Visibly cleaner public beaches
Bottles, plastics, cigarette filters and foam come off the rotation beaches before they break up or wash out to sea.
Civic pride you can point at
The robot draws a crowd. Every public cleaning becomes a live lesson for schools, vendors and communities, until clean is just normal.
Self-funding operations
Private bookings cover transport, operator, storage and maintenance, so public cleanings don't depend on new funding every month.
Everything on the record
Waste weights, categories and before-and-after photos published in a short public report every month.
Frequently asked questions
Is it safe for sea turtle nests?
Yes, when operated properly. The robot spreads its weight across wide rubber tracks, so its ground pressure is low and it doesn't compact the sand. It sifts no deeper than 10 cm, and operators keep clear of marked nests and follow local guidance during nesting season.

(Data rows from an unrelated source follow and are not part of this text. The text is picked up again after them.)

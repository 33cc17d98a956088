//! Slack-Harvest: a rate-limit-aware Slack workspace crawler
//!
//! This crate walks a Slack workspace's channels, messages, thread replies
//! and files through the Web API and turns each item into a flat record for
//! an indexing pipeline, tolerating per-item failures along the way.

pub mod api;
pub mod cache;
pub mod config;
pub mod crawler;
pub mod extract;
pub mod filter;
pub mod output;
pub mod state;
pub mod storage;

use thiserror::Error;

/// Main error type for Slack-Harvest operations
#[derive(Debug, Error)]
pub enum HarvestError {
    #[error("Configuration error: {0}")]
    Config(#[from] ConfigError),

    #[error("HTTP error calling {method}: {source}")]
    Http {
        method: String,
        source: reqwest::Error,
    },

    #[error("Unexpected HTTP status {status} from {method}")]
    Status { method: String, status: u16 },

    #[error("Slack API error from {method}: {error}")]
    Api { method: String, error: String },

    #[error("Failed to decode {method} response: {source}")]
    Decode {
        method: String,
        source: serde_json::Error,
    },

    #[error("HTTP client error: {0}")]
    Client(#[from] reqwest::Error),

    #[error("URL excluded by crawl filter: {url}")]
    Excluded { url: String },

    #[error("File {name} is {size} bytes, exceeding the {max} byte limit")]
    FileTooLarge { name: String, size: u64, max: u64 },

    #[error("Content extraction failed for {mimetype}: {source}")]
    Extraction {
        mimetype: String,
        source: extract::ExtractError,
    },

    #[error("{kind} not found: {key}")]
    NotFound { kind: &'static str, key: String },

    #[error("Storage error: {0}")]
    Storage(#[from] storage::StorageError),

    #[error("Worker task failed: {0}")]
    Task(String),

    #[error("Item processing panicked: {0}")]
    Panicked(String),
}

impl HarvestError {
    /// Stable label used when reporting a failed item to the failure store
    pub fn classification(&self) -> &'static str {
        match self {
            Self::Config(_) => "ConfigError",
            Self::Http { source, .. } | Self::Client(source) => {
                if source.is_timeout() {
                    "HttpTimeout"
                } else if source.is_connect() {
                    "HttpConnect"
                } else {
                    "HttpError"
                }
            }
            Self::Status { status: 429, .. } => "RateLimited",
            Self::Status { .. } => "HttpStatus",
            Self::Api { .. } => "ApiError",
            Self::Decode { .. } => "DecodeError",
            Self::Excluded { .. } => "Excluded",
            Self::FileTooLarge { .. } => "FileTooLarge",
            Self::Extraction { source, .. } => source.classification(),
            Self::NotFound { .. } => "NotFound",
            Self::Storage(_) => "StorageError",
            Self::Task(_) => "TaskFailed",
            Self::Panicked(_) => "Panic",
        }
    }

    /// Errors that abort the whole run instead of a single stream or item
    pub fn is_fatal(&self) -> bool {
        matches!(self, Self::Config(_) | Self::Decode { .. })
    }

    /// Innermost error in the source chain, rendered for failure reports
    pub fn root_cause(&self) -> String {
        let mut current: &dyn std::error::Error = self;
        while let Some(source) = current.source() {
            current = source;
        }
        current.to_string()
    }
}

/// Configuration-specific errors
#[derive(Debug, Error)]
pub enum ConfigError {
    #[error("Failed to read config file: {0}")]
    Io(#[from] std::io::Error),

    #[error("Failed to parse TOML: {0}")]
    Parse(#[from] toml::de::Error),

    #[error("Validation error: {0}")]
    Validation(String),

    #[error("Invalid URL in config: {0}")]
    InvalidUrl(String),

    #[error("Invalid pattern: {0}")]
    InvalidPattern(String),
}

/// Result type alias for Slack-Harvest operations
pub type Result<T> = std::result::Result<T, HarvestError>;

/// Result type alias for configuration operations
pub type ConfigResult<T> = std::result::Result<T, ConfigError>;

// Re-export commonly used types
pub use config::Config;
pub use crawler::Coordinator;
pub use output::CrawlSummary;
pub use state::ChannelPhase;
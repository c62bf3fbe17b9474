// Recipe corpus: loading, filtering and ingredient normalization

pub mod loader;
pub mod models;
pub mod normalize;

// Re-exports
pub use loader::{load_path, try_load_path};
pub use models::{Corpus, LoadStats, NormalizedRecipe, RawRecipeRow, RecipeRecord};
pub use normalize::normalize;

What does it actually collect?
Solid debris down to about a centimetre across, hiding in the top layer of sand: bottle caps, cigarette filters, food packaging, foam pieces, glass and pull tabs. It all lands in a 100-litre tray that gets sorted, weighed and recorded after every clean.
Can it handle sargassum?
Within limits, yes. The seaweed rake attachment gathers sargassum and beachcast seaweed from priority stretches of sand. It's built for routine presentation and upkeep, not for large-scale emergency sargassum removal after a major landing.
How much beach can it clean in one visit?
Up to 3,000 square metres an hour with a 130 cm sifting width, for up to three hours per charge. A typical resort beachfront fits comfortably inside a single morning visit.
How do I book it, and what does it cost?
Send a request through the form above with your location, rough beach length and the service you want. Every beach is different (length, sand, access, seaweed), so quotes are per site rather than off a rate card.
Who operates the robot?
A trained local operator drives it by remote control from up to 150 metres away, and handles transport, charging, maintenance and waste-disposal coordination. Your team never touches the machine.
Do public beach cleanings cost anything?
No. Public-access beaches on the rotation get cleaned free, twice a month. Private bookings and sponsorships are what keep the machine insured, maintained and available for that public work.